The New Republic’s Jonathan Cohn showed us how it’s done.  And he even managed to quote Society’s official spokesman, Jonathan Gruber!

More important, CBO says, most of the people working fewer hours will be choosing to do so. And that’s a very different story from the one Obamacare critics are telling. Some of the people cutting back hours will be working parents who decide they can afford to put in a little less time with their co-workers and a little more time with their kids. Some will be early sixty-somethings who will retire before they reach 65, rather than clinging to low-paying jobs just to get health benefits. “This is what we want in a fair society,” says Jonathan Gruber, the MIT economist and Obamacare architect. “We don’t want to enslave the old and sick to their jobs out of some sense of meanness. If they are dying to quit/retire, then let’s them. That’s a good thing, not a bad thing.”

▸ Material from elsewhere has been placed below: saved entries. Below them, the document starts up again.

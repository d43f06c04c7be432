//! Order notification rendering and dispatch.
//!
//! This crate composes the outbound messages for both audiences of an
//! order: the operator's control message (with its status-advance
//! keyboard) and the customer's confirmation and status updates. It also
//! reconciles the operator control message in place as the order moves
//! through its lifecycle.
//!
//! All network traffic goes through the [`Channel`] trait, so rendering
//! and dispatch logic is testable against a recording double.

pub mod channel;
pub mod customer;
pub mod dispatcher;
pub mod error;
pub mod operator;
pub mod reconciler;
pub mod templates;

pub use channel::{Channel, MessageRef, NoOpChannel, RecordingChannel};
pub use dispatcher::Notifier;
pub use error::NotifierError;
pub use reconciler::reconcile;
pub use templates::Lang;
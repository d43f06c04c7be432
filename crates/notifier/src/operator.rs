//! Operator control-message rendering.

use telegram_client::{InlineKeyboardButton, InlineKeyboardMarkup};

use order_flow::{next_actions, OrderStatus};
use order_store::Order;

use crate::templates::{format_amount, payment_label, status_line};

fn header_icon(status: OrderStatus) -> &'static str {
    match status {
        OrderStatus::Accepted => "🆕",
        OrderStatus::Delivered => "✅",
        OrderStatus::Cancelled => "🚫",
        _ => "📦",
    }
}

/// Render the operator control message for an order at a given status.
///
/// Deterministic in the order contents and status, so dispatching and
/// reconciling produce byte-identical text. The keyboard is empty at
/// terminal statuses.
pub fn render_message(order: &Order, status: OrderStatus) -> (String, InlineKeyboardMarkup) {
    let customer_name = order.customer_name.as_deref().unwrap_or("Не указано");
    let is_pickup = order.is_pickup();

    let mut lines = vec![
        format!(
            "{} *{} #{}*",
            header_icon(status),
            if is_pickup { "САМОВЫВОЗ" } else { "ДОСТАВКА" },
            order.order_number
        ),
        "━━━━━━━━━━━━━━━━━━━━".to_string(),
        format!("📦 *Тип:* {}", if is_pickup { "Самовывоз" } else { "Доставка" }),
        format!("👤 *Имя:* {customer_name}"),
        format!("📞 *Телефон:* {}", order.phone),
        format!(
            "📍 *{}:* {}",
            if is_pickup { "Филиал" } else { "Адрес" },
            order.delivery_address
        ),
    ];

    if !is_pickup {
        if let Some((latitude, longitude)) = order.location() {
            lines.push(format!(
                "🌍 *Карта:* [Открыть](https://www.google.com/maps?q={latitude},{longitude})"
            ));
        }
    }

    lines.push(String::new());
    lines.push("🛒 *Состав заказа:*".to_string());
    for item in &order.items {
        lines.push(format!(
            "  • {} ({}) × {} = {} сум",
            item.name,
            item.size.as_deref().unwrap_or("стд."),
            item.quantity,
            format_amount(item.line_total())
        ));
    }
    lines.push(String::new());

    lines.push(format!("💰 *Итого:* {} сум", format_amount(order.total_amount)));
    lines.push(format!("💳 *Оплата:* {}", payment_label(order.payment_method)));
    lines.push("━━━━━━━━━━━━━━━━━━━━".to_string());
    lines.push(String::new());
    lines.push(status_line(status).to_string());

    (lines.join("\n"), status_keyboard(order.id, status))
}

/// The control keyboard for an order at a given status: one row per
/// available action, in the state machine's fixed order.
pub fn status_keyboard(order_id: i64, status: OrderStatus) -> InlineKeyboardMarkup {
    InlineKeyboardMarkup::new(
        next_actions(status)
            .iter()
            .map(|action| {
                vec![InlineKeyboardButton::callback(
                    action.label,
                    format!("setstatus:{}:{}", order_id, action.target),
                )]
            })
            .collect(),
    )
}

#[cfg(test)]
mod tests {
    use super::*;
    use order_store::{DeliveryType, OrderItem, PaymentMethod};

    fn sample_order() -> Order {
        Order {
            id: 17,
            order_number: "UZ123456001".to_string(),
            customer_chat_id: Some(100),
            customer_name: Some("Aziz".to_string()),
            phone: "+998901234567".to_string(),
            items: vec![
                OrderItem {
                    name: "Плов".to_string(),
                    price: 45000,
                    quantity: 2,
                    size: None,
                },
                OrderItem {
                    name: "Сомса".to_string(),
                    price: 12000,
                    quantity: 1,
                    size: Some("большая".to_string()),
                },
            ],
            total_amount: 102000,
            delivery_address: "ул. Навои, 15".to_string(),
            delivery_type: DeliveryType::Delivery,
            payment_method: PaymentMethod::Cash,
            status: OrderStatus::Accepted,
            latitude: Some(41.311),
            longitude: Some(69.279),
            created_at: "2025-01-01 10:00:00".to_string(),
            updated_at: "2025-01-01 10:00:00".to_string(),
        }
    }

    #[test]
    fn test_render_includes_order_details() {
        let order = sample_order();
        let (text, keyboard) = render_message(&order, OrderStatus::Accepted);

        assert!(text.contains("#UZ123456001"));
        assert!(text.contains("ДОСТАВКА"));
        assert!(text.contains("+998901234567"));
        assert!(text.contains("ул. Навои, 15"));
        assert!(text.contains("• Плов (стд.) × 2 = 90 000 сум"));
        assert!(text.contains("• Сомса (большая) × 1 = 12 000 сум"));
        assert!(text.contains("*Итого:* 102 000 сум"));
        assert!(text.contains("Наличные"));
        assert!(text.contains("📋 Статус: Принят"));
        assert!(text.contains("google.com/maps?q=41.311,69.279"));

        assert_eq!(keyboard.inline_keyboard.len(), 2);
        assert_eq!(
            keyboard.inline_keyboard[0][0].callback_data.as_deref(),
            Some("setstatus:17:preparing")
        );
        assert_eq!(
            keyboard.inline_keyboard[1][0].callback_data.as_deref(),
            Some("setstatus:17:cancelled")
        );
    }

    #[test]
    fn test_render_pickup_has_no_map_link() {
        let mut order = sample_order();
        order.delivery_type = DeliveryType::Pickup;
        let (text, _) = render_message(&order, OrderStatus::Accepted);

        assert!(text.contains("САМОВЫВОЗ"));
        assert!(text.contains("*Филиал:*"));
        assert!(!text.contains("Карта"));
    }

    #[test]
    fn test_render_terminal_status_has_no_actions() {
        let order = sample_order();
        for status in [OrderStatus::Delivered, OrderStatus::Cancelled] {
            let (text, keyboard) = render_message(&order, status);
            assert!(keyboard.is_empty());
            assert!(text.contains(status_line(status)));
        }
    }

    #[test]
    fn test_render_is_deterministic() {
        let order = sample_order();
        let first = render_message(&order, OrderStatus::Preparing);
        let second = render_message(&order, OrderStatus::Preparing);
        assert_eq!(first.0, second.0);
        assert_eq!(first.1, second.1);
    }
}
//! The update ingestion loop.

use std::sync::atomic::{AtomicBool, Ordering};
use std::sync::Arc;
use std::time::Duration;

use async_trait::async_trait;
use tracing::{debug, error, info, warn};

use telegram_client::{BotApiError, BotClient, Update};

use crate::event::classify;
use crate::handler::UpdateHandler;

/// Configuration for the ingestion loop.
#[derive(Debug, Clone)]
pub struct ListenerConfig {
    /// Server-side long-poll wait. Bounded so the loop stays responsive
    /// to a stop request.
    pub poll_timeout_secs: u64,

    /// Fixed backoff after a transient poll failure.
    pub error_backoff: Duration,

    /// Whether to drop updates queued while the bot was down.
    pub drop_pending_updates: bool,
}

impl Default for ListenerConfig {
    fn default() -> Self {
        Self {
            poll_timeout_secs: 30,
            error_backoff: Duration::from_secs(5),
            drop_pending_updates: false,
        }
    }
}

/// Where the loop pulls updates from.
///
/// Abstracted to support different transports (the Bot API, tests, etc.)
#[async_trait]
pub trait UpdateSource: Send + Sync {
    /// Remove an installed webhook so polling receives the updates.
    async fn prepare(&self, drop_pending_updates: bool) -> Result<(), BotApiError>;

    /// Fetch the next batch of updates at the given cursor, waiting up
    /// to `timeout_secs` for traffic.
    async fn poll(&self, offset: i64, timeout_secs: u64) -> Result<Vec<Update>, BotApiError>;
}

#[async_trait]
impl UpdateSource for BotClient {
    async fn prepare(&self, drop_pending_updates: bool) -> Result<(), BotApiError> {
        self.delete_webhook(drop_pending_updates).await.map(|_| ())
    }

    async fn poll(&self, offset: i64, timeout_secs: u64) -> Result<Vec<Update>, BotApiError> {
        self.get_updates(offset, timeout_secs).await
    }
}

/// Handle for cooperatively stopping a running listener.
#[derive(Debug, Clone)]
pub struct StopHandle(Arc<AtomicBool>);

impl StopHandle {
    /// Ask the listener to stop after its current iteration.
    pub fn stop(&self) {
        self.0.store(true, Ordering::SeqCst);
    }

    /// Whether a stop has been requested.
    pub fn is_stopped(&self) -> bool {
        self.0.load(Ordering::SeqCst)
    }
}

/// A single sequential consumer of inbound updates.
///
/// Polls the source at the delivery cursor, advances the cursor past
/// each update before handing it to the handler, and routes events one
/// at a time. Handler failures are recovered per event; poll failures
/// back off and retry. The loop only exits on an explicit stop request.
pub struct UpdateListener<S: UpdateSource> {
    source: S,
    handler: UpdateHandler,
    config: ListenerConfig,
    cursor: i64,
    stopping: Arc<AtomicBool>,
}

impl<S: UpdateSource> UpdateListener<S> {
    /// Create a listener with the default configuration.
    pub fn new(source: S, handler: UpdateHandler) -> Self {
        Self::with_config(source, handler, ListenerConfig::default())
    }

    /// Create a listener with a custom configuration.
    pub fn with_config(source: S, handler: UpdateHandler, config: ListenerConfig) -> Self {
        Self {
            source,
            handler,
            config,
            cursor: 0,
            stopping: Arc::new(AtomicBool::new(false)),
        }
    }

    /// A handle that stops this listener from another task.
    pub fn stop_handle(&self) -> StopHandle {
        StopHandle(self.stopping.clone())
    }

    /// The current delivery cursor: the id of the next unconsumed
    /// update.
    pub fn cursor(&self) -> i64 {
        self.cursor
    }

    /// Run the loop until a stop is requested.
    ///
    /// Returns the final delivery cursor, so a caller that restarts the
    /// listener can resume where this one left off.
    pub async fn run(mut self) -> i64 {
        if let Err(e) = self.source.prepare(self.config.drop_pending_updates).await {
            warn!("Webhook cleanup failed, polling anyway: {}", e);
        }
        info!("Update polling started");

        while !self.stopping.load(Ordering::SeqCst) {
            match self
                .source
                .poll(self.cursor, self.config.poll_timeout_secs)
                .await
            {
                Ok(updates) => self.process_batch(updates).await,
                Err(e) => {
                    error!("Polling error: {}", e);
                    tokio::time::sleep(self.config.error_backoff).await;
                }
            }
        }

        info!("Update polling stopped");
        self.cursor
    }

    /// Process one polled batch, strictly in order.
    async fn process_batch(&mut self, updates: Vec<Update>) {
        for update in updates {
            // Advance past this update before handling it, so a poison
            // event can never be fetched again.
            self.cursor = self.cursor.max(update.update_id + 1);

            match classify(&update) {
                Some(event) => self.handler.handle_event(event).await,
                None => debug!("Ignoring update {}", update.update_id),
            }
        }
    }
}

#[cfg(test)]
mod tests {
    use super::*;
    use std::collections::VecDeque;
    use std::sync::Mutex;

    use notifier::{Channel, Notifier, RecordingChannel};
    use order_store::Database;
    use telegram_client::{CallbackQuery, User};

    use crate::handler::HandlerConfig;
    use crate::session::SessionStore;

    const OPERATOR: i64 = 555;

    /// A source that serves queued batches, then stops the listener
    /// once the script is drained.
    struct ScriptedSource {
        batches: Mutex<VecDeque<Result<Vec<Update>, BotApiError>>>,
        stop: Mutex<Option<StopHandle>>,
        polled_offsets: Mutex<Vec<i64>>,
    }

    impl ScriptedSource {
        fn new(batches: Vec<Result<Vec<Update>, BotApiError>>) -> Arc<Self> {
            Arc::new(Self {
                batches: Mutex::new(batches.into_iter().collect()),
                stop: Mutex::new(None),
                polled_offsets: Mutex::new(Vec::new()),
            })
        }

        fn offsets(&self) -> Vec<i64> {
            self.polled_offsets.lock().unwrap().clone()
        }
    }

    #[async_trait]
    impl UpdateSource for Arc<ScriptedSource> {
        async fn prepare(&self, _drop_pending_updates: bool) -> Result<(), BotApiError> {
            Ok(())
        }

        async fn poll(&self, offset: i64, _timeout_secs: u64) -> Result<Vec<Update>, BotApiError> {
            self.polled_offsets.lock().unwrap().push(offset);
            match self.batches.lock().unwrap().pop_front() {
                Some(batch) => batch,
                None => {
                    if let Some(stop) = self.stop.lock().unwrap().as_ref() {
                        stop.stop();
                    }
                    Ok(Vec::new())
                }
            }
        }
    }

    async fn handler_with_channel() -> (UpdateHandler, RecordingChannel) {
        let store = Database::connect("sqlite::memory:").await.unwrap();
        store.migrate().await.unwrap();

        let channel = RecordingChannel::new();
        let shared: Arc<dyn Channel> = Arc::new(channel.clone());
        let sessions = Arc::new(SessionStore::new());
        let notifier = Notifier::new(shared.clone(), OPERATOR);
        let handler = UpdateHandler::new(
            shared,
            store,
            sessions,
            notifier,
            HandlerConfig {
                operator_chat_id: OPERATOR,
                webapp_url: None,
            },
        );
        (handler, channel)
    }

    fn callback_update(update_id: i64, chat_id: i64, data: &str) -> Update {
        Update {
            update_id,
            message: None,
            callback_query: Some(CallbackQuery {
                id: format!("cbq-{update_id}"),
                from: User {
                    id: chat_id,
                    is_bot: false,
                    first_name: "Op".to_string(),
                    username: None,
                },
                message: None,
                data: Some(data.to_string()),
            }),
        }
    }

    async fn run_scripted(
        batches: Vec<Result<Vec<Update>, BotApiError>>,
    ) -> (i64, RecordingChannel, Vec<i64>) {
        let (handler, channel) = handler_with_channel().await;

        let source = ScriptedSource::new(batches);
        let listener = UpdateListener::with_config(
            source.clone(),
            handler,
            ListenerConfig {
                poll_timeout_secs: 0,
                error_backoff: Duration::from_millis(1),
                drop_pending_updates: false,
            },
        );
        *source.stop.lock().unwrap() = Some(listener.stop_handle());

        let cursor = listener.run().await;
        (cursor, channel, source.offsets())
    }

    #[tokio::test]
    async fn test_cursor_advances_past_every_event_even_on_failure() {
        // Event 6 is a poison event: a status press whose handling
        // fails (no such order). Events 5 and 7 are plain presses.
        let batch = vec![
            callback_update(5, 999, "noop"),
            callback_update(6, OPERATOR, "setstatus:1:preparing"),
            callback_update(7, 999, "noop"),
        ];
        let (cursor, channel, _) = run_scripted(vec![Ok(batch)]).await;

        assert_eq!(cursor, 8);
        // The poison event still produced its visible failure notice.
        let answers = channel.answers();
        assert_eq!(answers.len(), 1);
        assert!(answers[0].urgent);
    }

    #[tokio::test]
    async fn test_poll_failure_does_not_move_cursor() {
        let batches = vec![
            Err(BotApiError::Connection("boom".to_string())),
            Ok(vec![callback_update(3, 999, "noop")]),
        ];
        let (cursor, _, offsets) = run_scripted(batches).await;

        assert_eq!(cursor, 4);
        // The retry after the failure polled from the same offset.
        assert_eq!(offsets[..2], [0, 0]);
    }

    #[tokio::test]
    async fn test_stop_handle_stops_the_loop() {
        let (handler, _) = handler_with_channel().await;
        let source = ScriptedSource::new(Vec::new());
        let listener = UpdateListener::new(source.clone(), handler);
        let stop = listener.stop_handle();

        assert!(!stop.is_stopped());
        stop.stop();
        assert!(stop.is_stopped());

        // With the stop already requested, run returns without polling.
        listener.run().await;
        assert!(source.offsets().is_empty());
    }
}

If you want my thoughts on Gruber’s nonsense, scroll to end of this post.  As for Cohn, he’s leaving out some pretty important parts of the report regarding who is going to choose to work less.  I mean, you didn’t think it was all retirees and people wanting to spend more time with their kids, did you?  From page 120 of the CBO report:

Nonetheless, another subgroup that has employment based insurance does seem likely to reduce their labor supply somewhat. Specifically, those people whose income would make them eligible for subsidies through exchanges (or for Medicaid), and who work less than a full year (roughly 10 to 15 percent of workers in that income range in a typical year), would tend to work somewhat less because of the ACA’s subsidies. For those workers, the loss of subsidies upon returning to a job with health insurance is an implicit tax on working (and is equivalent to an average tax rate of roughly 15 percent, CBO estimates). That implicit tax will cause some of those workers to lengthen the time they are out of work—similar to the effect of unemployment benefits.

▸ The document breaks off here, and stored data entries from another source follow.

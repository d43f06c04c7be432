//! Error types for notification dispatch.

use thiserror::Error;

/// Errors that can occur when pushing messages to the channel.
#[derive(Debug, Error)]
pub enum NotifierError {
    /// Outbound send to the messaging platform failed.
    #[error("send failed: {0}")]
    SendFailed(String),
}
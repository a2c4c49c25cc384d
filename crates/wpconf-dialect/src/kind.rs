//! Declaration kinds

use crate::error::DialectError;
use serde::{Deserialize, Serialize};
use std::fmt;
use std::str::FromStr;

/// One of the two supported declaration forms
#[derive(Debug, Clone, Copy, PartialEq, Eq, Hash, PartialOrd, Ord, Serialize, Deserialize)]
#[serde(rename_all = "lowercase")]
pub enum Kind {
    /// `define( 'NAME', VALUE );`
    Constant,
    /// `$NAME = VALUE;`
    Variable,
}

impl Kind {
    /// All kinds, in scan order
    pub const ALL: [Kind; 2] = [Kind::Constant, Kind::Variable];

    /// Get the lowercase name used in configuration and messages
    #[inline]
    #[must_use]
    pub fn name(&self) -> &'static str {
        match self {
            Kind::Constant => "constant",
            Kind::Variable => "variable",
        }
    }
}

impl fmt::Display for Kind {
    fn fmt(&self, f: &mut fmt::Formatter<'_>) -> fmt::Result {
        f.write_str(self.name())
    }
}

impl FromStr for Kind {
    type Err = DialectError;

    fn from_str(s: &str) -> Result<Self, Self::Err> {
        match s.trim().to_ascii_lowercase().as_str() {
            "constant" => Ok(Kind::Constant),
            "variable" => Ok(Kind::Variable),
            _ => Err(DialectError::UnknownKind(s.to_string())),
        }
    }
}
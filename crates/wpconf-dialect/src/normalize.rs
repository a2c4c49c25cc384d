//! Canonical declaration rendering

use crate::kind::Kind;

/// Render the canonical one-line declaration for `kind`
///
/// `value` is literal source text, usually produced by [`crate::render`].
/// Unsupported kind names are rejected earlier, when parsing a [`Kind`].
///
/// # Examples
/// ```
/// # use wpconf_dialect::{normalize, Kind};
/// assert_eq!(normalize(Kind::Constant, "WP_DEBUG", "true"), "define( 'WP_DEBUG', true );");
/// assert_eq!(normalize(Kind::Variable, "table_prefix", "'wp_'"), "$table_prefix = 'wp_';");
/// ```
#[must_use]
pub fn normalize(kind: Kind, name: &str, value: &str) -> String {
    match kind {
        Kind::Constant => format!("define( '{name}', {value} );"),
        Kind::Variable => format!("${name} = {value};"),
    }
}
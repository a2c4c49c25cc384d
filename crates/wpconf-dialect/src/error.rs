//! Error types for the declaration dialect

/// Errors raised while interpreting dialect input
#[derive(Debug, Clone, PartialEq, Eq, thiserror::Error)]
pub enum DialectError {
    /// Declaration kind is neither `constant` nor `variable`
    #[error("unknown declaration kind: '{0}'")]
    UnknownKind(String),
}

#[cfg(test)]
mod tests {
    use super::*;

    #[test]
    fn unknown_kind_display() {
        let err = DialectError::UnknownKind("global".to_string());
        assert_eq!(err.to_string(), "unknown declaration kind: 'global'");
    }
}
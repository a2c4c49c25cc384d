//! wpconf Transformer
//!
//! Checks, adds, updates and removes constant and variable declarations in a
//! `wp-config.php` style file while leaving every other byte alone.
//!
//! # Core Operations
//!
//! - **exists** / **get_value**: inspect one declaration
//! - **add**: insert a canonical declaration at an anchor comment
//! - **update**: swap a declaration's value, or regenerate it canonically
//! - **remove**: delete a declaration and its line break
//!
//! # Architecture
//!
//! ```text
//! File → Snapshot → scan() → DeclarationMap → edit → Snapshot::save() → File
//!                                                        (fd-lock, skipped if unchanged)
//! ```
//!
//! Mutations report `Ok(false)` when there was nothing to do and an error
//! only when the operation failed.
//!
//! # Example
//!
//! ```rust,no_run
//! use serde_json::json;
//! use wpconf_transformer::{ConfigTransformer, Kind};
//!
//! # fn example() -> Result<(), wpconf_transformer::TransformerError> {
//! let transformer = ConfigTransformer::new("wp-config.php")?;
//!
//! if !transformer.exists(Kind::Constant, "WP_DEBUG")? {
//!     transformer.add(Kind::Constant, "WP_DEBUG", &json!(true), &transformer.add_options())?;
//! }
//!
//! let options = transformer.update_options().with_normalize(true);
//! transformer.update(Kind::Constant, "WP_DEBUG", &json!(false), &options)?;
//! transformer.remove(Kind::Variable, "table_prefix")?;
//! # Ok(())
//! # }
//! ```

#![warn(missing_docs)]
#![warn(unreachable_pub)]

// Core modules
pub mod config;
pub mod error;
pub mod persist;
pub mod transformer;

// Re-exports for convenience
pub use config::{AddOptions, Placement, TransformerConfig, UpdateOptions, DEFAULT_ANCHOR, DEFAULT_SEPARATOR};
pub use error::{TransformerError, TransformerResult};
pub use persist::Snapshot;
pub use transformer::ConfigTransformer;
pub use wpconf_dialect::{Declaration, DeclarationMap, Kind};

/// Version of this crate
pub const VERSION: &str = env!("CARGO_PKG_VERSION");

/// Prelude module for common imports
pub mod prelude {
    //! Common imports for working with the transformer
    pub use crate::config::{AddOptions, Placement, TransformerConfig, UpdateOptions};
    pub use crate::error::{TransformerError, TransformerResult};
    pub use crate::transformer::ConfigTransformer;
    pub use wpconf_dialect::Kind;
}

What the CBO is referring to are the incentives faced by lower-income workers.  In short, ObamaCare’s Medicaid expansion and exchange subsidies discourage such workers from increasing their incomes.  In his piece Cohn states that “Of course, some able-bodied will cut back on hours for reasons that conservatives, in particular, might not like.”  One would think that lower-income workers cutting back on hours worked would be something that progressives like Cohn wouldn’t like.  Or should their recent hyperventilating over income inequality not be taken seriously?  Here’s Cohn from last July:

One reason so many Americans tolerate inequality is their belief that it’s not a permanent condition. Yes, you might start out life without a lot of money. But if you work hard and play by the rules, then you’ll get ahead. You might never become a millionaire, but you’ll still find your way into the middle class. And then your kids will have a shot to do even better. Experts call this income mobility. The rest of us call it “the American dream.”

But for too many of us, it really is a dream—and nothing more. The comparison to other developed nations is striking. In Europe and in Asia, the countries most similar to the U.S. have both more equality and more mobility. In other words, they have fewer rungs on the income ladder to climb, and they have an easier time making each step.

Will giving lower-income workers incentives to work less make it easier for them to get ahead?  The question is rhetorical.  Perhaps that’s why Cohn ignored that part of the CBO report.

As for Gruber, he’s absolutely right!  Slavery of must end!  We as a society must stop our practice of sending cruel overseers to ensure that workers in their 50s stay chained to their desks!  I mean, the floggings those poor codgers endure when they merely ask to use the bathroom at the wrong time!

On a more serious note, I wonder what the 28-year-old living in Omaha, Nebraska making $32,000 annually thinks about his 58-year-old neighbor who has $40,000 annually in retirement income.  As the Kaiser Family Foundation subsidy calculator shows, the 28-year-old receives no subsidy on the ObamaCare exchange.  He will, though, pay over $2,800 in federal income taxes according to the Tax Calculator.  Presumably those taxes help pay for the annual subsidy of $2,684 the 58-year-old retiree receives on the exchange.  I wonder, does the 28-year-old agree with Gruber that this “is what we want in a fair society”?

UPDATE: Via Twitter, Cohn said that he did address the issue of low-income workers when he wrote “some able-bodied.”  I think using that term is too vague, but I’ve always known Cohn as a straight shooter, so if he says that phrase was meant to address it, I take him at his word.